“He looked comfortable around money,” I said.
Diane wrote something down.
“That is not the same as being responsible with it.”
I told her about our wedding. Elegant, small by Whitmore standards, extravagant by any normal measure. My grandmother had given us the townhouse down payment as a wedding gift, though Ethan insisted on structuring the mortgage because “ownership looks better if we build it ourselves.” I told Diane about the joint account, the passwords, the notifications, the declines, the explanations. I told her about the side work, the grocery calculations, the electric bill that made me pick up one last shift at thirty-six weeks despite my doctor’s warning.
My grandmother sat at the end of the table, hands folded, face carved from stone.
Diane interrupted only to pin down structure.
“Who suggested the account?”
“Ethan.”
“Who selected the institution?”
“Ethan.”
“Who had primary login control?”
“Ethan.”
“When did your independent access stop?”
“About a year ago.”
“Did Vivian ever have a card tied to any household or brokerage account?”
“I don’t know.”
“Did Ethan’s lifestyle change during the marriage?”
“Yes.”
“Did yours?”
I looked down at my swollen hands.
“Yes.”
When I finished, Diane opened the thick folder she had brought with her.
“I pulled what I could last night from Whitmore outgoing transfer records and from authorizations we already had. The emergency preservation requests will give us more, but this is enough to begin.”
She slid the first sheet toward me.
Monthly incoming transfers from Whitmore Family Holdings.
Thirty deposits.
All exactly three hundred thousand dollars.
All on the first business day of the month.
All routed to an account ending in 7714, labeled Mercer Household Operating.
My vision blurred.
Part of me, even then, had wanted a mistake. A clerical error. A misrouted account. Something bureaucratic and stupid. Something that would let me remain the woman whose husband had been careless, not predatory.
Diane placed the second sheet in front of me.
“Within forty-eight to seventy-two hours of each incoming transfer,” she said, “large amounts were moved out. Repeatedly. First to Ethan Mercer’s personal brokerage account. Then to an entity called Mercer Strategic Advisory LLC, registered in Delaware. Ethan is sole controller.”
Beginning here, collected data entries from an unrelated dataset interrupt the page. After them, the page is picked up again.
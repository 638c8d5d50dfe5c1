//! Detail overlay — the selected photo at a larger size with its description.

use dioxus::prelude::*;

use crate::state::*;

#[component]
pub fn DetailOverlay() -> Element {
    let overlay = OVERLAY.read();
    if !overlay.is_open() {
        return rsx! {};
    }
    let title = overlay.title().unwrap_or_default().to_string();
    let src = overlay.image_url().unwrap_or_default();
    let description = overlay.description().unwrap_or_default().to_string();
    let alt = overlay.selected().map(|p| p.title.clone()).unwrap_or_default();

    rsx! {
        div {
            class: "modal-backdrop",
            tabindex: "-1",
            onclick: move |_| OVERLAY.write().close(),
            onkeydown: move |e: Event<KeyboardData>| {
                if e.key() == Key::Escape {
                    OVERLAY.write().close();
                }
            },
            onmounted: move |e: Event<MountedData>| async move {
                // Focus so Escape reaches the handler above.
                let _ = e.set_focus(true).await;
            },

            div {
                class: "modal",
                role: "dialog",
                onclick: move |e: Event<MouseData>| e.stop_propagation(),

                div {
                    class: "modal-header",
                    h2 { class: "modal-title", "{title}" }
                    button {
                        class: "modal-close",
                        onclick: move |_| OVERLAY.write().close(),
                        "\u{00D7}"
                    }
                }

                div {
                    class: "modal-body",
                    img { class: "modal-image", src: "{src}", alt: "{alt}" }
                    if !description.is_empty() {
                        p { class: "modal-description", "{description}" }
                    }
                }
            }
        }
    }
}
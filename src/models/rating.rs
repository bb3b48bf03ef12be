use chrono::{DateTime, Utc};
use serde::{Deserialize, Serialize};

use super::MovieView;
use crate::error::{AppError, AppResult};

pub const MIN_SCORE: i32 = 1;
pub const MAX_SCORE: i32 = 5;

/// A user's 1-5 score for a movie, unique per (user, movie)
#[derive(Debug, Clone, PartialEq, Serialize, sqlx::FromRow)]
#[serde(rename_all = "camelCase")]
pub struct Rating {
    pub id: i64,
    pub user_id: i64,
    pub movie_id: i64,
    pub score: i32,
    pub created_at: DateTime<Utc>,
    pub updated_at: DateTime<Utc>,
}

#[derive(Debug, Clone, Deserialize)]
pub struct RateRequest {
    pub score: i64,
}

impl RateRequest {
    pub fn validated_score(&self) -> AppResult<i32> {
        if self.score < i64::from(MIN_SCORE) || self.score > i64::from(MAX_SCORE) {
            return Err(AppError::InvalidInput("Score must be 1-5".to_string()));
        }
        Ok(self.score as i32)
    }
}

/// Rating with its movie embedded, as shown on profiles
#[derive(Debug, Clone, Serialize)]
#[serde(rename_all = "camelCase")]
pub struct RatingView {
    #[serde(flatten)]
    pub rating: Rating,
    #[serde(rename = "Movie")]
    pub movie: MovieView,
}

#[derive(Debug, Serialize)]
pub struct RatingSaved {
    pub message: &'static str,
    pub rating: Rating,
}

#[cfg(test)]
mod tests {
    use super::*;

    #[test]
    fn test_score_bounds() {
        assert!(RateRequest { score: 1 }.validated_score().is_ok());
        assert_eq!(RateRequest { score: 5 }.validated_score().unwrap(), 5);

        let err = RateRequest { score: 0 }.validated_score().unwrap_err();
        assert!(matches!(err, AppError::InvalidInput(_)));
        assert!(RateRequest { score: 6 }.validated_score().is_err());
        assert!(RateRequest { score: -3 }.validated_score().is_err());
    }
}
The transfers marched down the page.
Three hundred thousand in.
Two hundred forty thousand out.
Three hundred thousand in.
Two hundred sixty-five thousand out.
Three hundred thousand in.
Two hundred twenty thousand out.
Over and over.
A rhythm.
A pattern.
A theft with a calendar.
I pressed my hand over my mouth.
Diane turned another page.
“There is also a secondary benefit stream. Vivian Mercer was an authorized user on a premium card paid from the brokerage side. Hotels, spas, retail, jewelry, personal travel, and a recurring consulting retainer to a shell entity registered at a mailbox service.”
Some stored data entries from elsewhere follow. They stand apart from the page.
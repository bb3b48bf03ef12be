use axum::{
    body::Body,
    extract::Request,
    http::HeaderValue,
    middleware::Next,
    response::Response,
};
use uuid::Uuid;

/// HTTP header name for request ID
pub const REQUEST_ID_HEADER: &str = "x-request-id";

/// Request ID stored in request extensions
#[derive(Clone, Copy, Debug, PartialEq, Eq)]
pub struct RequestId(pub Uuid);

impl RequestId {
    /// Reuses a well-formed incoming id, otherwise mints a fresh v4 UUID
    pub fn from_header(value: Option<&HeaderValue>) -> Self {
        value
            .and_then(|h| h.to_str().ok())
            .and_then(|s| Uuid::parse_str(s.trim()).ok())
            .map(RequestId)
            .unwrap_or_else(|| RequestId(Uuid::new_v4()))
    }
}

impl std::fmt::Display for RequestId {
    fn fmt(&self, f: &mut std::fmt::Formatter<'_>) -> std::fmt::Result {
        write!(f, "{}", self.0)
    }
}

/// Tags every request with an id and echoes it back in the response headers
pub async fn request_id_middleware(mut request: Request, next: Next) -> Response {
    let request_id = RequestId::from_header(request.headers().get(REQUEST_ID_HEADER));
    request.extensions_mut().insert(request_id);

    let mut response = next.run(request).await;

    if let Ok(header_value) = HeaderValue::from_str(&request_id.to_string()) {
        response
            .headers_mut()
            .insert(REQUEST_ID_HEADER, header_value);
    }

    response
}

/// Span factory for `TraceLayer` carrying the request id
pub fn make_span_with_request_id(request: &Request<Body>) -> tracing::Span {
    let request_id = request
        .extensions()
        .get::<RequestId>()
        .map(|id| id.to_string())
        .unwrap_or_else(|| "unknown".to_string());

    tracing::info_span!(
        "http_request",
        method = %request.method(),
        uri = %request.uri(),
        request_id = %request_id,
    )
}

#[cfg(test)]
mod tests {
    use super::*;

    #[test]
    fn test_incoming_id_is_reused() {
        let id = Uuid::new_v4();
        let header = HeaderValue::from_str(&id.to_string()).unwrap();
        assert_eq!(RequestId::from_header(Some(&header)), RequestId(id));
    }

    #[test]
    fn test_malformed_id_is_replaced() {
        let header = HeaderValue::from_static("not-a-uuid");
        let generated = RequestId::from_header(Some(&header));
        assert_ne!(generated.to_string(), "not-a-uuid");
        assert_eq!(generated.0.get_version_num(), 4);
    }
}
My grandmother said one word.
“Vivian.”
It was not a question.
Diane nodded. “She has not been standing near the theft. She has been feeding from it.”
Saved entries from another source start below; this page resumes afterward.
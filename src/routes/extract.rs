//! Request extractors whose rejections render as `AppError` bodies
//!
//! Drop-in replacements for the axum extractors of the same name. A malformed
//! body, path segment or query string becomes a 400 with `{"error": ...}`
//! instead of axum's plain-text rejection.

use axum::{
    extract::{FromRequest, FromRequestParts},
    response::{IntoResponse, Response},
};
use serde::Serialize;

use crate::error::AppError;

#[derive(Debug, FromRequest)]
#[from_request(via(axum::Json), rejection(AppError))]
pub struct Json<T>(pub T);

impl<T: Serialize> IntoResponse for Json<T> {
    fn into_response(self) -> Response {
        axum::Json(self.0).into_response()
    }
}

#[derive(Debug, FromRequestParts)]
#[from_request(via(axum::extract::Path), rejection(AppError))]
pub struct Path<T>(pub T);

#[derive(Debug, FromRequestParts)]
#[from_request(via(axum::extract::Query), rejection(AppError))]
pub struct Query<T>(pub T);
Something cold opened in me.
I thought of Vivian looking around my kitchen, saying, “At least you’re keeping things simple,” while wearing a bracelet paid for by money my grandmother intended for my household.
I thought of Ethan telling me to use the other card while he bought wine for clients.
I thought of myself under fluorescent lights at two in the morning, counting prenatal vitamins on aching feet while my mother-in-law enjoyed spa weekends from accounts I did not know existed.